[Collected data entries]
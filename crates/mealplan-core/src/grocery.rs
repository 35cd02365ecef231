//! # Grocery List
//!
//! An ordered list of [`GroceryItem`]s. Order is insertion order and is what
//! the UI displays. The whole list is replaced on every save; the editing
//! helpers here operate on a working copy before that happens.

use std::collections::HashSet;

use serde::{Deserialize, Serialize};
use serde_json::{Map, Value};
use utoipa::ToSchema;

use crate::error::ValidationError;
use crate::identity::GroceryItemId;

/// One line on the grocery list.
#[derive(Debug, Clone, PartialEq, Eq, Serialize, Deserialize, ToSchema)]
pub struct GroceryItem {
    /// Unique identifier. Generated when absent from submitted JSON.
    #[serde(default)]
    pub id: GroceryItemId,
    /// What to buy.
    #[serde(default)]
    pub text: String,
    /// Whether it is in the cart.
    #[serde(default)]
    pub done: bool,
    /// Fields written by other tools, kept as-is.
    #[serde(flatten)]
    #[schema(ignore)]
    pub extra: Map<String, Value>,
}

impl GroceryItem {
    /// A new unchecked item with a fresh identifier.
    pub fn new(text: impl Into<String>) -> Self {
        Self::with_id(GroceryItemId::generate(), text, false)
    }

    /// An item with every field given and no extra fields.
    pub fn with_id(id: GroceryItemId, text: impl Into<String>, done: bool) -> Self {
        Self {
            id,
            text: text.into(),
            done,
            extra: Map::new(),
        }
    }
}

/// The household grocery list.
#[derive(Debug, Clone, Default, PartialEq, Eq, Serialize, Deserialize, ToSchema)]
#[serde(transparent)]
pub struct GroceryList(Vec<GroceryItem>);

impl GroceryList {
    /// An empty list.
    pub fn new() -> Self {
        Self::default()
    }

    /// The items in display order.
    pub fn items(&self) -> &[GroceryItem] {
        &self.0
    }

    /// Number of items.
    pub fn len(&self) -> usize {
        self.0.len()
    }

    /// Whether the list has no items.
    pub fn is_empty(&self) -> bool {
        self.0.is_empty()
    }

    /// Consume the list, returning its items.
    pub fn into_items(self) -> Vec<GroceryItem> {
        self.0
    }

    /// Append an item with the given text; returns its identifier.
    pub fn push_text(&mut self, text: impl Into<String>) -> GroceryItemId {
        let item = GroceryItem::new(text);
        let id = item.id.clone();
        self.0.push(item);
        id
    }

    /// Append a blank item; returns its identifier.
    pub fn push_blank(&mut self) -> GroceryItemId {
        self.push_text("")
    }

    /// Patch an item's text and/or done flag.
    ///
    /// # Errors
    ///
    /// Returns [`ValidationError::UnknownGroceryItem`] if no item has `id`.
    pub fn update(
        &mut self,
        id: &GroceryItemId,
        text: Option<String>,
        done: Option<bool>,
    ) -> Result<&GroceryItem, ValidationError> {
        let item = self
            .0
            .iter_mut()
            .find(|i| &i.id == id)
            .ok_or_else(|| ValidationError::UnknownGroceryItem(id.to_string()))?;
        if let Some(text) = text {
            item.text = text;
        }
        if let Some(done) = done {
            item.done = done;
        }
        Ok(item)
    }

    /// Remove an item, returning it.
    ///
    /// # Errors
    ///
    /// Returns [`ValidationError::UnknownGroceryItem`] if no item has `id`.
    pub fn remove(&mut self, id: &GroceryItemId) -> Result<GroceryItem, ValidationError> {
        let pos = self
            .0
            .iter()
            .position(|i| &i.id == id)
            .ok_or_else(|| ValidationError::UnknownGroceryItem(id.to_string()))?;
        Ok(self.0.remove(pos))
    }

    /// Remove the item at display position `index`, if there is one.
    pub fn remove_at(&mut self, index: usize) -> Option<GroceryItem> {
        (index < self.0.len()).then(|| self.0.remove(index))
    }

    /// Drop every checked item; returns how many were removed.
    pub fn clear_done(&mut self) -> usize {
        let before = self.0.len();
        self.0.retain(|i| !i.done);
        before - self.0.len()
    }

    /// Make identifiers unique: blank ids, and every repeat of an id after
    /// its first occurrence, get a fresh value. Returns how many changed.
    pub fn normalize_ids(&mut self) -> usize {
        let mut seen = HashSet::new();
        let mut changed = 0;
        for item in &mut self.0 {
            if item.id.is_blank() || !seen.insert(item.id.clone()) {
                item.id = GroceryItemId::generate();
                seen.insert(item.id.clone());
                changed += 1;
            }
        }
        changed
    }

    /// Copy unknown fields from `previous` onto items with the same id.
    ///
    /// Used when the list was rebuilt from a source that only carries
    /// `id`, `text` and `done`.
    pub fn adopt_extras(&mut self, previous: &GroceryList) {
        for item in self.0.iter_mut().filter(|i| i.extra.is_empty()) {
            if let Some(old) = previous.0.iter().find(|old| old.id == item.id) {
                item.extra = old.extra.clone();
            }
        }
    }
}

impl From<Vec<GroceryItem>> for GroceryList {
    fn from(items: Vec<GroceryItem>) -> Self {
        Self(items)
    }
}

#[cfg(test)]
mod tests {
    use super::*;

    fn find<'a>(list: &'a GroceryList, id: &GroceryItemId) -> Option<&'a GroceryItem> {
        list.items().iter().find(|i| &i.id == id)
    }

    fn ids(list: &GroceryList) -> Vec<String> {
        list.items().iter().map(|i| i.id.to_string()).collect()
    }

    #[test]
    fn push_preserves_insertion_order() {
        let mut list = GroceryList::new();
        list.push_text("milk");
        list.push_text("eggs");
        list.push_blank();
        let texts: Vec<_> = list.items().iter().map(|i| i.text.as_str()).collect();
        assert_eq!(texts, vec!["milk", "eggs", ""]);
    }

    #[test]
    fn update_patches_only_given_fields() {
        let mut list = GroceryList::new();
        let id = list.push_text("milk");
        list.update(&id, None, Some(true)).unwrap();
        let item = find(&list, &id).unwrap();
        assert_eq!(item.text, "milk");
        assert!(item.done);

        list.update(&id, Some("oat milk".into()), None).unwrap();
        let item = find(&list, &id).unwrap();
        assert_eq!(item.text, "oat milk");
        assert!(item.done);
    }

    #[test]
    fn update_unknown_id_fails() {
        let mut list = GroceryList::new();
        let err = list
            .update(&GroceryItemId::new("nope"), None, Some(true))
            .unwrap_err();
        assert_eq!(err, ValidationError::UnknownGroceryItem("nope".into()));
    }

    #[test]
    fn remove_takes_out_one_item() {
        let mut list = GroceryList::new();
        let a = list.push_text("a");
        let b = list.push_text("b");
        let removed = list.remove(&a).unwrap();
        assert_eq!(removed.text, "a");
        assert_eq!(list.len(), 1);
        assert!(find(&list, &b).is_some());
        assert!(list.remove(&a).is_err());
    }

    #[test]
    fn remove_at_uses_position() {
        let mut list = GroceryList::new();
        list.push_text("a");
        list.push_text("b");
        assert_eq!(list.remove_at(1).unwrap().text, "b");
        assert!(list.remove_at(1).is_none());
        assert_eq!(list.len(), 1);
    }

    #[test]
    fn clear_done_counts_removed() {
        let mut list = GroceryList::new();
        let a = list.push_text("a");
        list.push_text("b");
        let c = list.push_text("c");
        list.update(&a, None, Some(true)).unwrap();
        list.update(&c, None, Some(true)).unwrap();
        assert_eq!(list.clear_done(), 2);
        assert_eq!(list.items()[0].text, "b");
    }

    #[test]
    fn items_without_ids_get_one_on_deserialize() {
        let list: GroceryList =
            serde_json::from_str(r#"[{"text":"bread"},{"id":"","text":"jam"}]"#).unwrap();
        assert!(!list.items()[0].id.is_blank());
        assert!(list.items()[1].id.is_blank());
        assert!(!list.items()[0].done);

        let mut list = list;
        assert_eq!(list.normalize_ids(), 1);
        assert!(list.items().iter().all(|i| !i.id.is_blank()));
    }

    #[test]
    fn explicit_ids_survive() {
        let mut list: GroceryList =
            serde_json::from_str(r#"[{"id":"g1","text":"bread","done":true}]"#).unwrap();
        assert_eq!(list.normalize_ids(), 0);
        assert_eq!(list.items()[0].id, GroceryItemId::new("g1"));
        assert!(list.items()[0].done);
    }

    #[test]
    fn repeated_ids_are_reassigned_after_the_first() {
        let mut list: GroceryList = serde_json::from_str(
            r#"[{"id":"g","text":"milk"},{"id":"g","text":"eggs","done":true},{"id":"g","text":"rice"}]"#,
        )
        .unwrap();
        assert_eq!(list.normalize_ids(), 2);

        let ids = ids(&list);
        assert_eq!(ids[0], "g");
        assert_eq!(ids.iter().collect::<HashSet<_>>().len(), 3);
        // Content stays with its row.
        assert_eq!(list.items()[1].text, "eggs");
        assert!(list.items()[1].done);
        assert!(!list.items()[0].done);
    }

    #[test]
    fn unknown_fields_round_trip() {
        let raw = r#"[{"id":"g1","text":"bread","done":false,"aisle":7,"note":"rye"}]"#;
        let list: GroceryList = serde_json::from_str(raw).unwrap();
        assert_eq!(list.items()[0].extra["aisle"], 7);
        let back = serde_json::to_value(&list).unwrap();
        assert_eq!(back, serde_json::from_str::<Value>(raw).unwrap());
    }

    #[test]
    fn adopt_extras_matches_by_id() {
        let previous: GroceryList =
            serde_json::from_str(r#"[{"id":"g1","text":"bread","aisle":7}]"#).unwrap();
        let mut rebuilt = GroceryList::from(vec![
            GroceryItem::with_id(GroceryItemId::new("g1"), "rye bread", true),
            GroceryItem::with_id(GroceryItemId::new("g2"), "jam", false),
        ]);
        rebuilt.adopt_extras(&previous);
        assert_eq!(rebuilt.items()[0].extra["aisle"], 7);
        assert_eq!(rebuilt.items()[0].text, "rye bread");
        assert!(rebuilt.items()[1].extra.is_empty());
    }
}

...

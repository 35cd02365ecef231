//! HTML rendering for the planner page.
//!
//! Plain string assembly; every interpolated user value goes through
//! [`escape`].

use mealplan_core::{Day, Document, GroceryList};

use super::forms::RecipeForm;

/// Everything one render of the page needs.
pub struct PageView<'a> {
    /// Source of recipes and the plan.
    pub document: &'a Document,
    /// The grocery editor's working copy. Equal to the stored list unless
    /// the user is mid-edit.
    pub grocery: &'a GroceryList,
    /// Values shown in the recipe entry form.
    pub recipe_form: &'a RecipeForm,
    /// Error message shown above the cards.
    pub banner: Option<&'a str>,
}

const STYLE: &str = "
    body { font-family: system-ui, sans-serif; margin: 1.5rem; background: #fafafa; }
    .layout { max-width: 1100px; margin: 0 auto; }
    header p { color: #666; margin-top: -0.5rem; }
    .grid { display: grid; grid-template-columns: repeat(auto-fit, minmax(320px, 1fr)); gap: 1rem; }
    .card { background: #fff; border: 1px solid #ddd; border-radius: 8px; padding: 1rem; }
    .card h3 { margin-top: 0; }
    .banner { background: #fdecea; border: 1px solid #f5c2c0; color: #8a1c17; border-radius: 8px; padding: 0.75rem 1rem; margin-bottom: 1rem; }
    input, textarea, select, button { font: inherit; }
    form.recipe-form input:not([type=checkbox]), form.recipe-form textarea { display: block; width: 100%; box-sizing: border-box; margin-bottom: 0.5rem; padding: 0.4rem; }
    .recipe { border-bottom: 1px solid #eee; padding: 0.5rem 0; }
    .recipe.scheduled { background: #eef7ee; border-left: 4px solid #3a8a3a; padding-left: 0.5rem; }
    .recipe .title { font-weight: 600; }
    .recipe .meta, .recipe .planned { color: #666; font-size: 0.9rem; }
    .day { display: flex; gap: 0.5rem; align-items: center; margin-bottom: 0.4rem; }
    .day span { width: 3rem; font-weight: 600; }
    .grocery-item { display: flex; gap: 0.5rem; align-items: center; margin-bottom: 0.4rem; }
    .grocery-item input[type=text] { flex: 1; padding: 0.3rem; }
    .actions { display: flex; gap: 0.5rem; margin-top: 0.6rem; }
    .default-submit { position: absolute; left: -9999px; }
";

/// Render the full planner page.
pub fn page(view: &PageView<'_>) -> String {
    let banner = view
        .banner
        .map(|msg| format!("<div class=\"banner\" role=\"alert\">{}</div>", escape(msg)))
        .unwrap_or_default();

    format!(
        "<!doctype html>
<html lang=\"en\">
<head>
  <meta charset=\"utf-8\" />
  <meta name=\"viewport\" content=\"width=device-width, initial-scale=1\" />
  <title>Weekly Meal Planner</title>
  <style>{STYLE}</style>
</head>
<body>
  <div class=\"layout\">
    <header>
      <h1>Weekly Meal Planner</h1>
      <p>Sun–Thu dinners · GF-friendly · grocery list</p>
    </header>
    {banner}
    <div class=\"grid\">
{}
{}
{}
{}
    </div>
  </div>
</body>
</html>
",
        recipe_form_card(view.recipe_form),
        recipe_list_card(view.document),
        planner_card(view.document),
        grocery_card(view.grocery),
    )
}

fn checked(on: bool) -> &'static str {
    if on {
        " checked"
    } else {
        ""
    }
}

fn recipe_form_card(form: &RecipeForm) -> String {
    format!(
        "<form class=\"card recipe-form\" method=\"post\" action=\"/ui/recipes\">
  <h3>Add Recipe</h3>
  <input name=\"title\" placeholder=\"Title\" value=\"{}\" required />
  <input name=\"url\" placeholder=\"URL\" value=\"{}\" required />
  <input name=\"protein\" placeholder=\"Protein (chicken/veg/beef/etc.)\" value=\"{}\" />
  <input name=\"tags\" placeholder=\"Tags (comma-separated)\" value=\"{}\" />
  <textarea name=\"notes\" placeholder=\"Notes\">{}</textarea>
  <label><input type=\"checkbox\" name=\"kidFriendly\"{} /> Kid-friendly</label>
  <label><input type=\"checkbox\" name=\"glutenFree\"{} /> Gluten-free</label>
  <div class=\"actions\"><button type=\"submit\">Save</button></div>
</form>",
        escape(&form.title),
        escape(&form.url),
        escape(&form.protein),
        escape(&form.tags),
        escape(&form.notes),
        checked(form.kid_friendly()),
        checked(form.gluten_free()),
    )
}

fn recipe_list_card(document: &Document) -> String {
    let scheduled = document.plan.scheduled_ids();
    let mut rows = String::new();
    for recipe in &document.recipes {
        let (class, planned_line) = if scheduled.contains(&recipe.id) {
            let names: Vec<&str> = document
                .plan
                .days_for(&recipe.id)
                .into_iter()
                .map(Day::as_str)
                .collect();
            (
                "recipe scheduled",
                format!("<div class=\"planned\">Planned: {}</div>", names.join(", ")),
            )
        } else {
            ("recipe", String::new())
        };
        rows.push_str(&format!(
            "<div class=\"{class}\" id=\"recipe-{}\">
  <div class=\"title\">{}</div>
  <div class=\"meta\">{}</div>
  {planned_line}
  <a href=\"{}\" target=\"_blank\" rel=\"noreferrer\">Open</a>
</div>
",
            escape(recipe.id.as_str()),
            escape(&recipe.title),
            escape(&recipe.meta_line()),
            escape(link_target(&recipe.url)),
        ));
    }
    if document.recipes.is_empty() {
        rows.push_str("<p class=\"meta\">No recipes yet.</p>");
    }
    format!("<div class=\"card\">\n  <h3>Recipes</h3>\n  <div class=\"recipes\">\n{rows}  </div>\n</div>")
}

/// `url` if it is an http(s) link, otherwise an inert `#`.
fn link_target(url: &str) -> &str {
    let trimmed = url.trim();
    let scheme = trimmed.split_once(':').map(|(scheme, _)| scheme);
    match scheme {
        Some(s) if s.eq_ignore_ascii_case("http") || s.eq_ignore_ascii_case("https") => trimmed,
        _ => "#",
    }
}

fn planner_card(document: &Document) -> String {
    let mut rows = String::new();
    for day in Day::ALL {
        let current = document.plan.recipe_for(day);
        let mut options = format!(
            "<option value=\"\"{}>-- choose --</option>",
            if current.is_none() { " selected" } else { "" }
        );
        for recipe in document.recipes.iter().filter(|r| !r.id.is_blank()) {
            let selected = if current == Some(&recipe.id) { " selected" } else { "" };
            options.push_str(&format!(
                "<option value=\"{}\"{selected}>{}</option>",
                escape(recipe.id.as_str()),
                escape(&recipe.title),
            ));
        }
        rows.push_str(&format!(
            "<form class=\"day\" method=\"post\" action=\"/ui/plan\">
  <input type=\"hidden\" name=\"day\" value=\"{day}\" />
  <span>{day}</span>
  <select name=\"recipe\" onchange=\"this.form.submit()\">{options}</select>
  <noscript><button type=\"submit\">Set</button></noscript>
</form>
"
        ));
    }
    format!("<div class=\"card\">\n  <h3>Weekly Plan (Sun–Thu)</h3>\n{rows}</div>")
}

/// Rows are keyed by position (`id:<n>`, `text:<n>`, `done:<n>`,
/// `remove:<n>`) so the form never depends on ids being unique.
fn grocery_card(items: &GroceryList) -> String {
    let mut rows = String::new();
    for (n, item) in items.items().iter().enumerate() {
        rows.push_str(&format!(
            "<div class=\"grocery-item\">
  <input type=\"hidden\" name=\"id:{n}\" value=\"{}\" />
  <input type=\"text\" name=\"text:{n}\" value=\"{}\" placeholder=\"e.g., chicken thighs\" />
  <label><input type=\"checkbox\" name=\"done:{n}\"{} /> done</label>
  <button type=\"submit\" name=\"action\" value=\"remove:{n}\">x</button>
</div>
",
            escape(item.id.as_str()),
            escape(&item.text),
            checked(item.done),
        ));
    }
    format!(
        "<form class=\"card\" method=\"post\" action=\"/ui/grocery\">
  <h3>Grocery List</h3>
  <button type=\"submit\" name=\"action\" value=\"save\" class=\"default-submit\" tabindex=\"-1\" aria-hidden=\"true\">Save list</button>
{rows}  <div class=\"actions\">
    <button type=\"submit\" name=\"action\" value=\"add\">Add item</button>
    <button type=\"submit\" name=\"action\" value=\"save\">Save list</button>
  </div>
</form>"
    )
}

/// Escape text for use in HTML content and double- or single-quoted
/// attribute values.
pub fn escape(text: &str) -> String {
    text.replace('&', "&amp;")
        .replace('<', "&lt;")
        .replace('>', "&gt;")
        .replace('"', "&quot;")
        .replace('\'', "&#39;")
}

Brief →
Look through the entries and find each line that has the string "Weekly". Copy those lines.

Worked solution →
  <title>Weekly Meal Planner</title>
      <h1>Weekly Meal Planner</h1>
    format!("<div class=\"card\">\n  <h3>Weekly Plan (Sun–Thu)</h3>\n{rows}</div>")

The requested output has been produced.